Requirement » Look for the string "await" in the listing below and copy every line in which it appears.

Data for the task »
*** Block opens ***

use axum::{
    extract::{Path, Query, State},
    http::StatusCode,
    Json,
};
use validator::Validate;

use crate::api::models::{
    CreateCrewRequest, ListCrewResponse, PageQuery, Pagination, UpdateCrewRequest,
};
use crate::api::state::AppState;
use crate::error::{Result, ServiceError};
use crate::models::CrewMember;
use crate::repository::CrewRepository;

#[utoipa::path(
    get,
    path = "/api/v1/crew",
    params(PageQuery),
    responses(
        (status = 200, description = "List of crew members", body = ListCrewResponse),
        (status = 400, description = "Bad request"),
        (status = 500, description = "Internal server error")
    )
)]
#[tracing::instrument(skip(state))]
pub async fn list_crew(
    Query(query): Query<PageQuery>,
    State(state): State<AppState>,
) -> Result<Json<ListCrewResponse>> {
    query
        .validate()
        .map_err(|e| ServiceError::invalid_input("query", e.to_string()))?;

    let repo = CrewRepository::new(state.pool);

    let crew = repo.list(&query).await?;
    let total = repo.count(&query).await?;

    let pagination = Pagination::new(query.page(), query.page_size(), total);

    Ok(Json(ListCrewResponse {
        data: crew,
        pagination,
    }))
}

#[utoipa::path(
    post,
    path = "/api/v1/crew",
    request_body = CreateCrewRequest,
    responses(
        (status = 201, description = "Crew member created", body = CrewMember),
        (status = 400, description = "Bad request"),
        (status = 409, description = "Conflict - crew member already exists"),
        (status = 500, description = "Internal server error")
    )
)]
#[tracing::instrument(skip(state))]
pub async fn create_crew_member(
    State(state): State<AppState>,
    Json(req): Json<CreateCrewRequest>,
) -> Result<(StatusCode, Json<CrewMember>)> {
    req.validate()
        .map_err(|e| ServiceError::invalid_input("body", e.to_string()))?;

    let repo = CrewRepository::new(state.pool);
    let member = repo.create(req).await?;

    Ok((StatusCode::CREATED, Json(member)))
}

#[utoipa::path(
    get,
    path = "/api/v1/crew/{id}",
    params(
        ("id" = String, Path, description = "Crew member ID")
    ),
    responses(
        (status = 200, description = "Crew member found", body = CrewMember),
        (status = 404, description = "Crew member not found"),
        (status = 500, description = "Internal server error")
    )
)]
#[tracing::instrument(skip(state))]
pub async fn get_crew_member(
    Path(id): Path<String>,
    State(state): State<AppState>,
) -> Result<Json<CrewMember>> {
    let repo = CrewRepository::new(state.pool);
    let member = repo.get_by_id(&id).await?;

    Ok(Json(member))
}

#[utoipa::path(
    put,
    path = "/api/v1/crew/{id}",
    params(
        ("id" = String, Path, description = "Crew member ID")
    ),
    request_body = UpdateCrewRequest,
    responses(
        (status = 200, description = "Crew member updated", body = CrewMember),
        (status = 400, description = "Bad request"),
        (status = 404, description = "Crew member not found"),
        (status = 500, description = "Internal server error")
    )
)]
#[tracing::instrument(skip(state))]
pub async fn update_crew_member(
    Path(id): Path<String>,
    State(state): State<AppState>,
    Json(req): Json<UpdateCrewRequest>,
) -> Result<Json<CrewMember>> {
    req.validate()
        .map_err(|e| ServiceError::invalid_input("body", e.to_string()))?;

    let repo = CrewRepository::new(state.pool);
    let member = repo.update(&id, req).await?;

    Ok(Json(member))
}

*** Block closes ***
*** Block opens ***

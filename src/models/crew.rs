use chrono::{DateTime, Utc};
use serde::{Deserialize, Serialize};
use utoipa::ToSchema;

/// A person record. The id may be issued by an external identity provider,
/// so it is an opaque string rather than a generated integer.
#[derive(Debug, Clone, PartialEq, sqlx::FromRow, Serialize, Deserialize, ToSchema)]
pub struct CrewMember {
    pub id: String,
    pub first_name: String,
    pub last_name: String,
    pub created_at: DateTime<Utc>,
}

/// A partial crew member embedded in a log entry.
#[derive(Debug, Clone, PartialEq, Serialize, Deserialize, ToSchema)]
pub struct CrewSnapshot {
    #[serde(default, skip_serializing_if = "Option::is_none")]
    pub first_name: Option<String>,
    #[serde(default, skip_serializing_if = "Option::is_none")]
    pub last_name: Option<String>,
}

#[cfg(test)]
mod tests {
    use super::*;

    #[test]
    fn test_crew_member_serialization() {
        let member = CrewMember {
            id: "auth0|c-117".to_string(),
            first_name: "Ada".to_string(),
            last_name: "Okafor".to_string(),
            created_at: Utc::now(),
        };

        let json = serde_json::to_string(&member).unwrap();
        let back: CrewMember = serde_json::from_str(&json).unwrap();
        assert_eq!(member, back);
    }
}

*** Block closes ***

Completed task »
    let crew = repo.list(&query).await?;
    let total = repo.count(&query).await?;
    let member = repo.create(req).await?;
    let member = repo.get_by_id(&id).await?;
    let member = repo.update(&id, req).await?;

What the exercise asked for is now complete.